◆ What you need to do ◆
Set the entries down once more, exactly as they are worded.

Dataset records
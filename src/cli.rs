// src/cli.rs
// =============================================================================
// This file defines our command-line interface using the `clap` crate.
//
// There are two ways to call getme:
//   getme <url> <keyword>           search a single page
//   echo <urls> | getme <keyword>   search every URL read from stdin
//
// Any other number of positional arguments prints a short usage message
// and exits successfully without fetching anything. That's why the
// positionals are collected into a Vec and interpreted by hand instead of
// being declared as two separate clap arguments.
//
// Rust concepts:
// - Derive macros: clap generates the parser from the struct definition
// - Enums: Invocation says which of the two modes we're in
// - Generics: read_urls works with any BufRead, so tests can pass a &[u8]
// =============================================================================

use std::io::BufRead;
use std::time::Duration;

use clap::Parser;

use crate::config::{Config, OutputFormat, DEFAULT_CONTEXT_LENGTH, DEFAULT_WORKER_COUNT};
use crate::error::InputError;
use crate::snippet::Highlight;

pub const USAGE: &str = "Usage: getme <url> <keyword>\nOr: echo <urls> | getme <keyword>";

#[derive(Parser, Debug)]
#[command(
    name = "getme",
    version,
    about = "Fetch web pages and print every keyword match with its surrounding context",
    long_about = "getme downloads one or more pages, searches them for a literal keyword and \
                  prints each match with the text around it, the keyword highlighted. \
                  Pass a URL and a keyword, or pass only a keyword and pipe URLs on stdin."
)]
pub struct Cli {
    /// `<url> <keyword>`, or just `<keyword>` with URLs on standard input
    ///
    /// Flags go before these. Once the first positional is seen, everything
    /// after it is taken literally, so `getme <url> -v` searches for "-v".
    /// Use `getme -- -v` to search stdin URLs for a keyword that looks like
    /// one of our own flags.
    #[arg(value_name = "ARGS", allow_hyphen_values = true, trailing_var_arg = true)]
    pub args: Vec<String>,

    /// Characters of context shown on each side of a match
    #[arg(long, env = "GETME_CONTEXT", default_value_t = DEFAULT_CONTEXT_LENGTH)]
    pub context: usize,

    /// Number of pages fetched concurrently
    #[arg(long, env = "GETME_WORKERS", default_value_t = DEFAULT_WORKER_COUNT)]
    pub workers: usize,

    /// Give up on a request after this many seconds (no limit by default)
    #[arg(long, env = "GETME_TIMEOUT", value_name = "SECS")]
    pub timeout: Option<u64>,

    /// Print newline-delimited JSON instead of colored text
    #[arg(long)]
    pub json: bool,

    /// Disable ANSI colors; keywords are wrapped in [[ ]] instead
    #[arg(long)]
    pub no_color: bool,

    /// Include the failing URL on every error line
    #[arg(long)]
    pub tag_errors: bool,

    /// Log debug diagnostics to stderr
    #[arg(short, long)]
    pub verbose: bool,
}

/// What the positional arguments ask us to do
#[derive(Debug, Clone, PartialEq, Eq)]
pub enum Invocation {
    /// `getme <url> <keyword>`
    Single { url: String, keyword: String },
    /// `getme <keyword>`, URLs come from stdin
    Stdin { keyword: String },
    /// Wrong number of arguments
    Usage,
}

impl Cli {
    pub fn invocation(&self) -> Invocation {
        match self.args.as_slice() {
            [url, keyword] => Invocation::Single {
                url: url.clone(),
                keyword: keyword.clone(),
            },
            [keyword] => Invocation::Stdin {
                keyword: keyword.clone(),
            },
            _ => Invocation::Usage,
        }
    }

    pub fn config(&self) -> Result<Config, InputError> {
        Config {
            context_length: self.context,
            worker_count: self.workers,
            format: if self.json {
                OutputFormat::Json
            } else {
                OutputFormat::Text
            },
            highlight: if self.no_color {
                Highlight::brackets()
            } else {
                Highlight::Color
            },
            tag_errors: self.tag_errors,
            timeout: self.timeout.map(Duration::from_secs),
        }
        .validate()
    }
}

// Reads one URL per line until end of input
//
// Lines are trimmed and blank lines skipped. Bytes that aren't valid UTF-8
// are replaced rather than rejected; the transport decides whether such a
// URL is usable. An I/O error aborts the whole list, so we never start
// fetching from a half-read input.
pub fn read_urls<R: BufRead>(mut reader: R) -> Result<Vec<String>, InputError> {
    let mut urls = Vec::new();
    let mut line = Vec::new();

    loop {
        line.clear();
        if reader.read_until(b'\n', &mut line)? == 0 {
            break;
        }

        let text = String::from_utf8_lossy(&line);
        let url = text.trim();
        if !url.is_empty() {
            urls.push(url.to_string());
        }
    }

    Ok(urls)
}

// -----------------------------------------------------------------------------
// BEGINNER NOTES:
//
// 1. What is `match self.args.as_slice()`?
//    - Slice patterns let us match on the length and contents at once
//    - [url, keyword] only matches a slice with exactly two elements
//    - `_` catches everything else (zero, three, four... arguments)
//
// 2. Why `env = "GETME_WORKERS"`?
//    - clap will read the value from that environment variable when the
//      flag isn't given on the command line
//
// 3. What does the `?` after read_until do?
//    - read_until returns io::Result<usize> (0 means end of input)
//    - `?` converts io::Error into InputError::ReadStdin via #[from]
//
// 4. What is allow_hyphen_values?
//    - Normally clap treats anything starting with '-' as a flag
//    - With it, a keyword like "-->" or "-1" is kept as a plain value
// -----------------------------------------------------------------------------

◆ Response to the task ◆
filename src/cli.rs
// src/cli.rs
// =============================================================================
// This file defines our command-line interface using the `clap` crate.
//
// There are two ways to call getme:
//   getme <url> <keyword>           search a single page
//   echo <urls> | getme <keyword>   search every URL read from stdin
//
// Any other number of positional arguments prints a short usage message
// and exits successfully without fetching anything. That's why the
// positionals are collected into a Vec and interpreted by hand instead of
// being declared as two separate clap arguments.
//
// Rust concepts:
// - Derive macros: clap generates the parser from the struct definition
// - Enums: Invocation says which of the two modes we're in
// - Generics: read_urls works with any BufRead, so tests can pass a &[u8]
// =============================================================================

use std::io::BufRead;
use std::time::Duration;

use clap::Parser;

use crate::config::{Config, OutputFormat, DEFAULT_CONTEXT_LENGTH, DEFAULT_WORKER_COUNT};
use crate::error::InputError;
use crate::snippet::Highlight;

pub const USAGE: &str = "Usage: getme <url> <keyword>\nOr: echo <urls> | getme <keyword>";

#[derive(Parser, Debug)]
#[command(
    name = "getme",
    version,
    about = "Fetch web pages and print every keyword match with its surrounding context",
    long_about = "getme downloads one or more pages, searches them for a literal keyword and \
                  prints each match with the text around it, the keyword highlighted. \
                  Pass a URL and a keyword, or pass only a keyword and pipe URLs on stdin."
)]
pub struct Cli {
    /// `<url> <keyword>`, or just `<keyword>` with URLs on standard input
    ///
    /// Flags go before these. Once the first positional is seen, everything
    /// after it is taken literally, so `getme <url> -v` searches for "-v".
    /// Use `getme -- -v` to search stdin URLs for a keyword that looks like
    /// one of our own flags.
    #[arg(value_name = "ARGS", allow_hyphen_values = true, trailing_var_arg = true)]
    pub args: Vec<String>,

    /// Characters of context shown on each side of a match
    #[arg(long, env = "GETME_CONTEXT", default_value_t = DEFAULT_CONTEXT_LENGTH)]
    pub context: usize,

    /// Number of pages fetched concurrently
    #[arg(long, env = "GETME_WORKERS", default_value_t = DEFAULT_WORKER_COUNT)]
    pub workers: usize,

    /// Give up on a request after this many seconds (no limit by default)
    #[arg(long, env = "GETME_TIMEOUT", value_name = "SECS")]
    pub timeout: Option<u64>,

    /// Print newline-delimited JSON instead of colored text
    #[arg(long)]
    pub json: bool,

    /// Disable ANSI colors; keywords are wrapped in [[ ]] instead
    #[arg(long)]
    pub no_color: bool,

    /// Include the failing URL on every error line
    #[arg(long)]
    pub tag_errors: bool,

    /// Log debug diagnostics to stderr
    #[arg(short, long)]
    pub verbose: bool,
}

/// What the positional arguments ask us to do
#[derive(Debug, Clone, PartialEq, Eq)]
pub enum Invocation {
    /// `getme <url> <keyword>`
    Single { url: String, keyword: String },
    /// `getme <keyword>`, URLs come from stdin
    Stdin { keyword: String },
    /// Wrong number of arguments
    Usage,
}

impl Cli {
    pub fn invocation(&self) -> Invocation {
        match self.args.as_slice() {
            [url, keyword] => Invocation::Single {
                url: url.clone(),
                keyword: keyword.clone(),
            },
            [keyword] => Invocation::Stdin {
                keyword: keyword.clone(),
            },
            _ => Invocation::Usage,
        }
    }

    pub fn config(&self) -> Result<Config, InputError> {
        Config {
            context_length: self.context,
            worker_count: self.workers,
            format: if self.json {
                OutputFormat::Json
            } else {
                OutputFormat::Text
            },
            highlight: if self.no_color {
                Highlight::brackets()
            } else {
                Highlight::Color
            },
            tag_errors: self.tag_errors,
            timeout: self.timeout.map(Duration::from_secs),
        }
        .validate()
    }
}

// Reads one URL per line until end of input
//
// Lines are trimmed and blank lines skipped. Bytes that aren't valid UTF-8
// are replaced rather than rejected; the transport decides whether such a
// URL is usable. An I/O error aborts the whole list, so we never start
// fetching from a half-read input.
pub fn read_urls<R: BufRead>(mut reader: R) -> Result<Vec<String>, InputError> {
    let mut urls = Vec::new();
    let mut line = Vec::new();

    loop {
        line.clear();
        if reader.read_until(b'\n', &mut line)? == 0 {
            break;
        }

        let text = String::from_utf8_lossy(&line);
        let url = text.trim();
        if !url.is_empty() {
            urls.push(url.to_string());
        }
    }

    Ok(urls)
}

// -----------------------------------------------------------------------------
// BEGINNER NOTES:
//
// 1. What is `match self.args.as_slice()`?
//    - Slice patterns let us match on the length and contents at once
//    - [url, keyword] only matches a slice with exactly two elements
//    - `_` catches everything else (zero, three, four... arguments)
//
// 2. Why `env = "GETME_WORKERS"`?
//    - clap will read the value from that environment variable when the
//      flag isn't given on the command line
//
// 3. What does the `?` after read_until do?
//    - read_until returns io::Result<usize> (0 means end of input)
//    - `?` converts io::Error into InputError::ReadStdin via #[from]
//
// 4. What is allow_hyphen_values?
//    - Normally clap treats anything starting with '-' as a flag
//    - With it, a keyword like "-->" or "-1" is kept as a plain value
// -----------------------------------------------------------------------------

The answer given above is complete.